--- LISTED ENTRIES ---
▬▬▬▬▬▬▬▬▬▬

//! Authorization code flow.
//!
//! - [`authorize`] - authorization endpoint request/response types
//! - [`client_registry`] - client identity, redirect URI and secret checks
//! - [`request`] - the [`AuthRequest`] record and its status machine
//! - [`code`] - one-time authorization codes
//! - [`pkce`] - PKCE challenge/verifier (RFC 7636)
//! - [`service`] - the [`AuthorizationService`] state machine
//! - [`token`] - token endpoint request/response types
//!
//! # Example
//!
//! ```ignore
//! let request = authorization.start(&params, now).await?;
//! // the login UI authenticates the user and posts back an AuthenticationResult
//! let redirect = authorization.complete_authentication(result, now).await?;
//! // the client exchanges the code
//! let issued = issuer.exchange_code(&client, &code, Some(redirect_uri), verifier, now).await?;
//! ```

pub mod authorize;
pub mod client_registry;
pub mod code;
pub mod pkce;
pub mod request;
pub mod service;
pub mod token;

pub use authorize::{
    AuthorizationError, AuthorizationErrorCode, AuthorizationRequest, AuthorizationResponse,
};
pub use client_registry::ClientRegistry;
pub use code::AuthCode;
pub use pkce::{PkceChallenge, PkceChallengeMethod, PkceError, PkceVerifier};
pub use request::{
    AuthRequest, AuthRequestStatus, Authentication, AuthenticationResult, UserInfo,
};
pub use service::{AuthorizationConfig, AuthorizationService, AuthorizeError, CleanupReport};
pub use token::{TokenError, TokenErrorCode, TokenRequest, TokenResponse};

▬▬▬▬▬▬▬▬▬▬

--- WHAT IS BEING ASKED ---
Whenever the string "pkce" shows up in a line of the entries, copy that line.

--- WORKED SOLUTION ---
//! - [`pkce`] - PKCE challenge/verifier (RFC 7636)
pub mod pkce;
pub use pkce::{PkceChallenge, PkceChallengeMethod, PkceError, PkceVerifier};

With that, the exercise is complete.